駄菓子屋(おススメ度★)

 50代の俺が子供の頃は、あちこちに駄菓子屋があったものだ。


 そういう店には、背中の曲がったおばあちゃんがいて、安くて細々した駄菓子を売っていた。

 俺が子供の頃行ってた店にいたおばあちゃんは、一体いくつだったんだろう。

 80を超えてるように見えた。

 髪は白髪が混じって後ろにお団子にまとめいて、割烹着などを着ていた気がする。


 最近の70歳くらいの人は、おじいちゃん、おばあちゃんと呼ぶのが失礼なくらい若々しく見える。

 髪を染めているからかもしれないが。それに、背中の曲がった人は昔よりは減ったと思う。


 俺からしたら、完全に『おばあちゃん』という言葉がしっくりくるのは80以上のような気がする。


 俺が社会人になってから住んでいたアパートの近くにも駄菓子屋があった。

 20年以上前だ。

 その頃でも、すでに珍しかったみたいで、テレビの取材が来たりしていた。

 俺も何度か買いに行った気がするが、そのうちおばあちゃんは店を開けなくなった。

 やはり年齢のせいだろうか。

 

 俺は通りかかるたび、やってないかなと期待したが、ずっとシャッターがしまったままだった。
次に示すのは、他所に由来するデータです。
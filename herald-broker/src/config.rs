//! Configuration types for broker clients

use std::collections::HashMap;
use std::fmt;
use std::time::Duration;

use herald_config::Vars;
use serde::{Deserialize, Serialize};

use crate::{BrokerError, RetryPolicy};

/// Client id used when `KAFKA_SERVICE_ID` is not set.
pub const DEFAULT_CLIENT_ID: &str = "default-service";

/// Broker list used when `KAFKA_BROKERS` is not set.
pub const DEFAULT_BROKER: &str = "localhost:9092";

/// Broker client configuration
#[derive(Debug, Clone, Serialize, Deserialize)]
pub struct BrokerConfig {
    /// Client identity reported to the broker
    pub client_id: String,
    /// Bootstrap endpoints (`host:port`)
    pub brokers: Vec<String>,
    /// Consumer group used when a subscription does not name one
    pub group_id: Option<String>,
    /// Whether to use TLS
    #[serde(default)]
    pub tls: bool,
    /// TLS configuration
    pub tls_config: Option<TlsConfig>,
    /// SASL credentials; absent means unauthenticated plaintext
    pub credentials: Option<Credentials>,
    /// Timeout for establishing a connection
    pub connection_timeout: Duration,
    /// Timeout for the SASL handshake
    pub authentication_timeout: Duration,
    /// Timeout for a single broker request (one send attempt)
    pub request_timeout: Duration,
    /// Backoff applied to transient failures
    pub retry: RetryPolicy,
    /// Wait before a nacked message is delivered again
    pub redelivery_delay: Duration,
    /// Backend-specific options passed through verbatim
    #[serde(default)]
    pub options: HashMap<String, String>,
}

impl Default for BrokerConfig {
    fn default() -> Self {
        Self {
            client_id: DEFAULT_CLIENT_ID.to_string(),
            brokers: vec![DEFAULT_BROKER.to_string()],
            group_id: None,
            tls: false,
            tls_config: None,
            credentials: None,
            connection_timeout: Duration::from_millis(1000),
            authentication_timeout: Duration::from_millis(10_000),
            request_timeout: Duration::from_millis(30_000),
            retry: RetryPolicy::default(),
            redelivery_delay: Duration::from_millis(5000),
            options: HashMap::new(),
        }
    }
}

impl BrokerConfig {
    /// Create a new configuration for the given client id
    pub fn new(client_id: impl Into<String>) -> Self {
        Self {
            client_id: client_id.into(),
            ..Default::default()
        }
    }

    /// Load from `KAFKA_*` environment variables (after `.env`, if present).
    pub fn from_env() -> Result<Self, BrokerError> {
        let loader = herald_config::EnvLoader::with_prefix("KAFKA");
        loader.load_dotenv(None)?;
        Self::from_vars(&loader.load()?)
    }

    /// Build from variables loaded with the `KAFKA` prefix stripped.
    ///
    /// Supplying both `username` and `password` switches to the authenticated
    /// profile (TLS, SCRAM-SHA-256, 30 s timeouts, 100 ms x 8 retries) before
    /// explicit overrides are applied.
    pub fn from_vars(vars: &Vars) -> Result<Self, BrokerError> {
        let client_id = vars.get("service_id").unwrap_or(DEFAULT_CLIENT_ID).to_string();
        let mut config = Self::new(client_id.clone());

        if let Some(brokers) = vars.list("brokers").filter(|b| !b.is_empty()) {
            config.brokers = brokers;
        }
        config.group_id = Some(vars.get("group_id").unwrap_or(client_id.as_str()).to_string());

        match (vars.get("username"), vars.get("password")) {
            (Some(username), Some(password)) => {
                config = config.with_credentials(Credentials::scram_sha_256(username, password));
            }
            (None, None) => {}
            _ => {
                return Err(BrokerError::Configuration(
                    "KAFKA_USERNAME and KAFKA_PASSWORD must be set together".to_string(),
                ));
            }
        }

        if let Some(tls) = vars.flag("ssl")? {
            config.tls = tls;
        }
        if let Some(ms) = vars.parse::<u64>("connection_timeout_ms")? {
            config.connection_timeout = Duration::from_millis(ms);
        }
        if let Some(ms) = vars.parse::<u64>("authentication_timeout_ms")? {
            config.authentication_timeout = Duration::from_millis(ms);
        }
        if let Some(ms) = vars.parse::<u64>("request_timeout_ms")? {
            config.request_timeout = Duration::from_millis(ms);
        }
        if let Some(ms) = vars.parse::<u64>("retry_initial_delay_ms")? {
            config.retry.initial_delay = Duration::from_millis(ms);
        }
        if let Some(retries) = vars.parse::<u32>("retry_retries")? {
            config.retry.retries = retries;
        }
        if let Some(factor) = vars.parse::<f64>("retry_factor")? {
            config.retry.factor = factor;
        }
        if let Some(multiplier) = vars.parse::<f64>("retry_multiplier")? {
            config.retry.multiplier = multiplier;
        }
        // `retry_delay_ms` is the older name for the redelivery delay.
        let redelivery = match vars.parse::<u64>("redelivery_delay_ms")? {
            Some(ms) => Some(ms),
            None => vars.parse::<u64>("retry_delay_ms")?,
        };
        if let Some(ms) = redelivery {
            config.redelivery_delay = Duration::from_millis(ms);
        }

        config.validate()?;
        Ok(config)
    }

    /// Set the broker list
    pub fn with_brokers<I, S>(mut self, brokers: I) -> Self
    where
        I: IntoIterator<Item = S>,
        S: Into<String>,
    {
        self.brokers = brokers.into_iter().map(Into::into).collect();
        self
    }

    /// Set the default consumer group
    pub fn with_group_id(mut self, group_id: impl Into<String>) -> Self {
        self.group_id = Some(group_id.into());
        self
    }

    /// Apply credentials and the authenticated connection profile
    pub fn with_credentials(mut self, credentials: Credentials) -> Self {
        self.credentials = Some(credentials);
        self.tls = true;
        self.connection_timeout = Duration::from_millis(30_000);
        self.authentication_timeout = Duration::from_millis(30_000);
        self.request_timeout = Duration::from_millis(30_000);
        self.retry.initial_delay = Duration::from_millis(100);
        self.retry.retries = 8;
        self
    }

    /// Enable TLS
    pub fn with_tls(mut self) -> Self {
        self.tls = true;
        self
    }

    /// Set TLS configuration
    pub fn with_tls_config(mut self, config: TlsConfig) -> Self {
        self.tls = true;
        self.tls_config = Some(config);
        self
    }

    /// Set the retry policy
    pub fn with_retry(mut self, retry: RetryPolicy) -> Self {
        self.retry = retry;
        self
    }

    /// Set the request timeout
    pub fn with_request_timeout(mut self, timeout: Duration) -> Self {
        self.request_timeout = timeout;
        self
    }

    /// Set the connection timeout
    pub fn with_connection_timeout(mut self, timeout: Duration) -> Self {
        self.connection_timeout = timeout;
        self
    }

    /// Set the redelivery delay for nacked messages
    pub fn with_redelivery_delay(mut self, delay: Duration) -> Self {
        self.redelivery_delay = delay;
        self
    }

    /// Set a custom option
    pub fn with_option(mut self, key: impl Into<String>, value: impl Into<String>) -> Self {
        self.options.insert(key.into(), value.into());
        self
    }

    /// Whether SASL authentication is configured
    pub fn is_authenticated(&self) -> bool {
        self.credentials.is_some()
    }

    /// Comma-separated broker list, as expected by `bootstrap.servers`
    pub fn bootstrap_servers(&self) -> String {
        self.brokers.join(",")
    }

    /// Validate the configuration
    pub fn validate(&self) -> Result<(), BrokerError> {
        if self.client_id.trim().is_empty() {
            return Err(BrokerError::Configuration("client id must not be empty".to_string()));
        }
        if self.brokers.is_empty() {
            return Err(BrokerError::Configuration(
                "at least one broker endpoint is required".to_string(),
            ));
        }
        self.retry.validate()
    }
}

/// SASL mechanism
#[derive(Debug, Clone, Copy, PartialEq, Eq, Serialize, Deserialize)]
pub enum SaslMechanism {
    Plain,
    ScramSha256,
    ScramSha512,
}

impl SaslMechanism {
    /// Name as understood by librdkafka's `sasl.mechanism`
    pub fn as_str(&self) -> &'static str {
        match self {
            SaslMechanism::Plain => "PLAIN",
            SaslMechanism::ScramSha256 => "SCRAM-SHA-256",
            SaslMechanism::ScramSha512 => "SCRAM-SHA-512",
        }
    }
}

/// SASL credentials
#[derive(Clone, Serialize, Deserialize)]
pub struct Credentials {
    pub mechanism: SaslMechanism,
    pub username: String,
    #[serde(skip_serializing)]
    pub password: String,
}

impl Credentials {
    /// SCRAM-SHA-256 credentials
    pub fn scram_sha_256(username: impl Into<String>, password: impl Into<String>) -> Self {
        Self {
            mechanism: SaslMechanism::ScramSha256,
            username: username.into(),
            password: password.into(),
        }
    }
}

impl fmt::Debug for Credentials {
    fn fmt(&self, f: &mut fmt::Formatter<'_>) -> fmt::Result {
        f.debug_struct("Credentials")
            .field("mechanism", &self.mechanism)
            .field("username", &self.username)
            .field("password", &"***")
            .finish()
    }
}

/// TLS configuration
#[derive(Debug, Clone, Default, Serialize, Deserialize)]
pub struct TlsConfig {
    /// Path to CA certificate file
    pub ca_cert: Option<String>,
    /// Path to client certificate file
    pub client_cert: Option<String>,
    /// Path to client key file
    pub client_key: Option<String>,
}

impl TlsConfig {
    /// Create a new TLS configuration
    pub fn new() -> Self {
        Self::default()
    }

    /// Set the CA certificate path
    pub fn with_ca_cert(mut self, path: impl Into<String>) -> Self {
        self.ca_cert = Some(path.into());
        self
    }

    /// Set client certificate and key paths
    pub fn with_client_cert(
        mut self,
        cert_path: impl Into<String>,
        key_path: impl Into<String>,
    ) -> Self {
        self.client_cert = Some(cert_path.into());
        self.client_key = Some(key_path.into());
        self
    }
}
 俺は最近、20代の頃に住んでいた、その近所に行ってみたくなった。

 夫婦でやっているおいしいレストランがあって、そこがまだやってるみたいなので、思い切って行ってみようと思ったのだ。その当時、すでにシェフは60くらいに見えていたから、今も現役だったとしたらすごい。


 本当にやっているか心配だったから、ちゃんと予約して出かけた。

 そこで昔よく注文してたのと同じ、エビフライ定食を食べた。

 エビが特大で本当にうまい。


 俺は普段店の人と喋らないのだが、ずっとお店をやってることに感動して会計の時に「20年ぶりに来たんですけど、ほんと変わらないですね。おいしかったです」と言った。

 奥さんは「あら、うれしい。また来てね」と言った。

 銀座のクラブにいるような美人のホステスに言われるより、俺にはおばさんに言われる言葉の方がうれしい。

「ぜひ。シェフもお元気ですか」

「ええ。もう75ですけど。あと何年かは大丈夫」

 奥さんは笑った。

 俺は思ったより、シェフが若かったことにびっくりした。

 それでも、あと何年かしか食えないと思うと寂しかった。


 俺は自分が住んでいたアパートにも行ってみた。

 その当時で築20年くらいは経っていたから、もうなくなっていて、新しいマンションが建っていた。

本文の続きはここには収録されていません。